The construct used allowed for efficient distraction of the femur. Traditional circular fixator constructs, which use only small diameter wires as fixation elements that traverse the diameter of the ring, cannot be applied to the proximal femur.^21,22 The authors had concerns that the construct might result in eccentric distraction and induce angulation because the proximal femoral segment was only stabilized by laterally placed half pins; however, the distraction was linear. The intramedullary pin was placed primarily to align and stabilize the realigned distal femur, but may have helped maintain axial alignment during the subsequent distraction. The diameter of the pin was small relative to the diameter of the medullary canal, and the authors credit the stability afforded by the fixator for the linearity of the distraction. The original linear motors were easily exchanged with longer linear motors to allow for continued lengthening during the distraction process.

The authors had used a hybrid construct articulated with an interlocking nail in previous attempts to lengthen the femur.¹ There was considerable morbidity associated with the nail protruding proximally from the femur, and based on the results in the dog in the current report, the nail is not necessary. In the previous three dogs, the authors also used full pins rather than wires as fixation elements on the distal ring.¹ The dog in the current report had mild wire tract drainage, which became purulent 8 wk following surgery, influencing the authors’ decision to terminate distraction. The wire tract complications were initially minor compared with those in the dogs in which full pins were used to stabilize the distal femoral segment.¹ Fixation wires efficiently erode through the periosseous soft tissues and are potentially less problematic than larger diameter fixation pins.²³

Bifocal treatment affords the latitude to compress the site of angular and rotational correction while distraction is performed at a remote location.^18,20,24,25 Compression of the ostectomy site was achieved by placing a fixation wire through the distal femoral diaphysis, which was subsequently attached to the stretch ring and tensioned.

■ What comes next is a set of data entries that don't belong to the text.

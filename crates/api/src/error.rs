use axum::http::StatusCode;
use axum::response::{IntoResponse, Response};
use serde_json::json;

use shortscout_core::error::CoreError;
use shortscout_providers::tmdb::MetadataError;
use shortscout_providers::youtube::VideoSearchError;

/// Application-level error type for HTTP handlers.
///
/// Wraps [`CoreError`] for domain errors and adds HTTP-specific variants.
/// Implements [`IntoResponse`] to produce consistent JSON error responses.
#[derive(Debug, thiserror::Error)]
pub enum AppError {
    /// A domain-level error from `shortscout_core`.
    #[error(transparent)]
    Core(#[from] CoreError),

    /// A database error from sqlx.
    #[error("Database error: {0}")]
    Database(#[from] sqlx::Error),

    /// The video-platform search collaborator failed. Nothing is
    /// persisted for the affected analysis run.
    #[error("Video search failed: {0}")]
    VideoSearch(#[from] VideoSearchError),

    /// The metadata collaborator failed.
    #[error("Metadata lookup failed: {0}")]
    Metadata(#[from] MetadataError),

    /// A bad request with a human-readable message.
    #[error("Bad request: {0}")]
    BadRequest(String),

    /// An internal error with a human-readable message.
    #[error("Internal error: {0}")]
    InternalError(String),
}

/// Convenience type alias for handler return values.
pub type AppResult<T> = Result<T, AppError>;

impl IntoResponse for AppError {
    fn into_response(self) -> Response {
        let (status, code, message) = match &self {
            // --- CoreError variants ---
            AppError::Core(core) => match core {
                CoreError::NotFound { entity, id } => (
                    StatusCode::NOT_FOUND,
                    "NOT_FOUND",
                    format!("{entity} with id {id} not found"),
                ),
                CoreError::Validation(msg) => {
                    (StatusCode::BAD_REQUEST, "VALIDATION_ERROR", msg.clone())
                }
                CoreError::Conflict(msg) => (StatusCode::CONFLICT, "CONFLICT", msg.clone()),
                CoreError::Internal(msg) => {
                    tracing::error!(error = %msg, "Internal core error");
                    (
                        StatusCode::INTERNAL_SERVER_ERROR,
                        "INTERNAL_ERROR",
                        "An internal error occurred".to_string(),
                    )
                }
            },

            // --- Database errors ---
            AppError::Database(err) => classify_sqlx_error(err),

            // --- Upstream collaborator errors ---
            // The engine never substitutes a default score when a
            // collaborator is down; callers see 502 and may retry.
            AppError::VideoSearch(err) => {
                tracing::error!(error = %err, "Video search upstream failed");
                (
                    StatusCode::BAD_GATEWAY,
                    "UPSTREAM_UNAVAILABLE",
                    "Video platform search is unavailable".to_string(),
                )
            }
            AppError::Metadata(err) => {
                tracing::error!(error = %err, "Metadata upstream failed");
                (
                    StatusCode::BAD_GATEWAY,
                    "UPSTREAM_UNAVAILABLE",
                    "Metadata provider is unavailable".to_string(),
                )
            }

            // --- HTTP-specific errors ---
            AppError::BadRequest(msg) => (StatusCode::BAD_REQUEST, "BAD_REQUEST", msg.clone()),
            AppError::InternalError(msg) => {
                tracing::error!(error = %msg, "Internal error");
                (
                    StatusCode::INTERNAL_SERVER_ERROR,
                    "INTERNAL_ERROR",
                    "An internal error occurred".to_string(),
                )
            }
        };

        let body = json!({
            "error": message,
            "code": code,
        });

        (status, axum::Json(body)).into_response()
    }
}

/// Classify a sqlx error into an HTTP status, error code, and message.
///
/// - `RowNotFound` maps to 404.
/// - Unique constraint violations (constraint name starting with `uq_`) map to 409.
/// - Everything else maps to 500 with a sanitized message.
fn classify_sqlx_error(err: &sqlx::Error) -> (StatusCode, &'static str, String) {
    match err {
        sqlx::Error::RowNotFound => (
            StatusCode::NOT_FOUND,
            "NOT_FOUND",
            "Resource not found".to_string(),
        ),
        sqlx::Error::Database(db_err) => {
            // PostgreSQL unique constraint violation: error code 23505
            if db_err.code().as_deref() == Some("23505") {
                let constraint = db_err.constraint().unwrap_or("unknown");
                if constraint.starts_with("uq_") {
                    return (
                        StatusCode::CONFLICT,
                        "CONFLICT",
                        format!("Duplicate value violates unique constraint: {constraint}"),
                    );
                }
            }
            tracing::error!(error = %db_err, "Database error");
            (
                StatusCode::INTERNAL_SERVER_ERROR,
                "INTERNAL_ERROR",
                "An internal error occurred".to_string(),
            )
        }
        other => {
            tracing::error!(error = %other, "Database error");
            (
                StatusCode::INTERNAL_SERVER_ERROR,
                "INTERNAL_ERROR",
                "An internal error occurred".to_string(),
            )
        }
    }
}
//! Repository for the `titles` table.

use sqlx::PgPool;

use shortscout_core::types::{DbId, Timestamp};

use crate::models::title::{CreateTitle, Title, UpdateTitle};

/// Column list shared across queries to avoid repetition.
const COLUMNS: &str = "id, kind, name, release_date, rating, audience_count, \
     admin_recommended, is_verified_safe, copyright_warning, \
     safety_rating_average, safety_rating_count, safety_last_updated, \
     shorts_last_checked, created_at, updated_at";

/// Provides CRUD operations for catalog titles.
pub struct TitleRepo;

impl TitleRepo {
    /// Insert a title, returning the created row.
    pub async fn create(pool: &PgPool, body: &CreateTitle) -> Result<Title, sqlx::Error> {
        let query = format!(
            "INSERT INTO titles (kind, name, release_date, rating, audience_count)
             VALUES ($1, $2, $3, $4, $5)
             RETURNING {COLUMNS}"
        );
        sqlx::query_as::<_, Title>(&query)
            .bind(&body.kind)
            .bind(&body.name)
            .bind(body.release_date)
            .bind(body.rating.unwrap_or(0.0))
            .bind(body.audience_count.unwrap_or(0))
            .fetch_one(pool)
            .await
    }

    /// Fetch a title by id.
    pub async fn find_by_id(pool: &PgPool, id: DbId) -> Result<Option<Title>, sqlx::Error> {
        let query = format!("SELECT {COLUMNS} FROM titles WHERE id = $1");
        sqlx::query_as::<_, Title>(&query)
            .bind(id)
            .fetch_optional(pool)
            .await
    }

    /// List titles, newest first, optionally filtered by kind.
    pub async fn list(
        pool: &PgPool,
        kind: Option<&str>,
        limit: i64,
        offset: i64,
    ) -> Result<Vec<Title>, sqlx::Error> {
        let query = format!(
            "SELECT {COLUMNS} FROM titles
             WHERE ($1::text IS NULL OR kind = $1)
             ORDER BY created_at DESC
             LIMIT $2 OFFSET $3"
        );
        sqlx::query_as::<_, Title>(&query)
            .bind(kind)
            .bind(limit)
            .bind(offset)
            .fetch_all(pool)
            .await
    }

    /// Patch a title. `None` fields keep their current values.
    pub async fn update(
        pool: &PgPool,
        id: DbId,
        body: &UpdateTitle,
    ) -> Result<Option<Title>, sqlx::Error> {
        let query = format!(
            "UPDATE titles SET
                name = COALESCE($2, name),
                release_date = COALESCE($3, release_date),
                rating = COALESCE($4, rating),
                audience_count = COALESCE($5, audience_count),
                admin_recommended = COALESCE($6, admin_recommended),
                is_verified_safe = COALESCE($7, is_verified_safe),
                copyright_warning = COALESCE($8, copyright_warning),
                updated_at = NOW()
             WHERE id = $1
             RETURNING {COLUMNS}"
        );
        sqlx::query_as::<_, Title>(&query)
            .bind(id)
            .bind(&body.name)
            .bind(body.release_date)
            .bind(body.rating)
            .bind(body.audience_count)
            .bind(body.admin_recommended)
            .bind(body.is_verified_safe)
            .bind(body.copyright_warning)
            .fetch_optional(pool)
            .await
    }

    /// Delete a title and its dependent rows (cascades in schema).
    pub async fn delete(pool: &PgPool, id: DbId) -> Result<bool, sqlx::Error> {
        let result = sqlx::query("DELETE FROM titles WHERE id = $1")
            .bind(id)
            .execute(pool)
            .await?;
        Ok(result.rows_affected() > 0)
    }

    /// Write the cached community summary for a title.
    pub async fn update_safety_cache(
        pool: &PgPool,
        id: DbId,
        average: f64,
        count: i32,
        updated_at: Timestamp,
    ) -> Result<(), sqlx::Error> {
        sqlx::query(
            "UPDATE titles SET
                safety_rating_average = $2,
                safety_rating_count = $3,
                safety_last_updated = $4,
                updated_at = NOW()
             WHERE id = $1",
        )
        .bind(id)
        .bind(average)
        .bind(count)
        .bind(updated_at)
        .execute(pool)
        .await?;
        Ok(())
    }

    /// Record that an automated analysis ran for a title.
    pub async fn touch_shorts_checked(
        pool: &PgPool,
        id: DbId,
        checked_at: Timestamp,
    ) -> Result<(), sqlx::Error> {
        sqlx::query(
            "UPDATE titles SET shorts_last_checked = $2, updated_at = NOW() WHERE id = $1",
        )
        .bind(id)
        .bind(checked_at)
        .execute(pool)
        .await?;
        Ok(())
    }

    /// Titles whose automated analysis is missing or older than `cutoff`,
    /// oldest-checked first. Used by the batch analysis worker.
    pub async fn list_stale_for_analysis(
        pool: &PgPool,
        cutoff: Timestamp,
        limit: i64,
    ) -> Result<Vec<Title>, sqlx::Error> {
        let query = format!(
            "SELECT {COLUMNS} FROM titles
             WHERE shorts_last_checked IS NULL OR shorts_last_checked < $1
             ORDER BY shorts_last_checked ASC NULLS FIRST
             LIMIT $2"
        );
        sqlx::query_as::<_, Title>(&query)
            .bind(cutoff)
            .bind(limit)
            .fetch_all(pool)
            .await
    }
}
//! HTTP clients for the external collaborators: the video-platform
//! search API and the title metadata API.
//!
//! Clients are thin: they authenticate, page, and map responses into
//! engine input types. Retry and rate-limit policy belongs to callers.

pub mod tmdb;
pub mod youtube;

Interfragmentary compression has been shown to facilitate bone healing at sites that are prone to delayed/nonunion, and radiographic union of the ostectomy was obtained by 8 wk following surgery.^20,25,26 An additional advantage of utilizing a bifocal approach is that distraction osteogenesis has been shown to increase appendicular blood flow distal to the distraction site, which enhances bone healing throughout the limb.^3,27,28

The dog in the current report had a mild lameness when evaluated 11 mo following fixator removal, which we ascribed to persistent hind limb asymmetry. The affected femur was 16% shorter than the left femur, with 5% compensatory overgrowth of the ipsilateral tibia.^29–31 A previous study reported that shortening the length of one femur by 20% did not produce significant gait abnormalities. Dogs can accommodate length discrepancy between femurs by altering the joint angles in both the ipsilateral and contralateral hind limb, similar to what was observed in this dog at the time of final evaluation.³² The dog in the current report also circumducted the left hind limb during the swing phase of the stride which seemed to be compensatory for the residual hind limb length discrepancy. There was also persistent laxity of the right coxofemoral joint, which may have contributed to the dog’s lameness. Coxofemoral joint laxity has been reported in other dogs with femoral deformities with length discrepancies and may be a consequence of altered weight-bearing on the deformed limb.¹

Conclusion

The bifocal approach used in the dog in this report appears to be an effective technique for managing femoral deformities that require lengthening. Performing distraction osteogenesis at an osteotomy made remote to the site of angular and rotational correction yielded a confluent column of regenerate bone. Although the authors still experienced complications, including implant migration and wire tract drainage, postoperative morbidity was considerably less than in the authors’ previous experience with femoral lengthening in dogs with angular and/or rotational deformities.¹ There is still an obvious need for further refinement of methods for lengthening the femur following angular and/or rotational correction in dogs.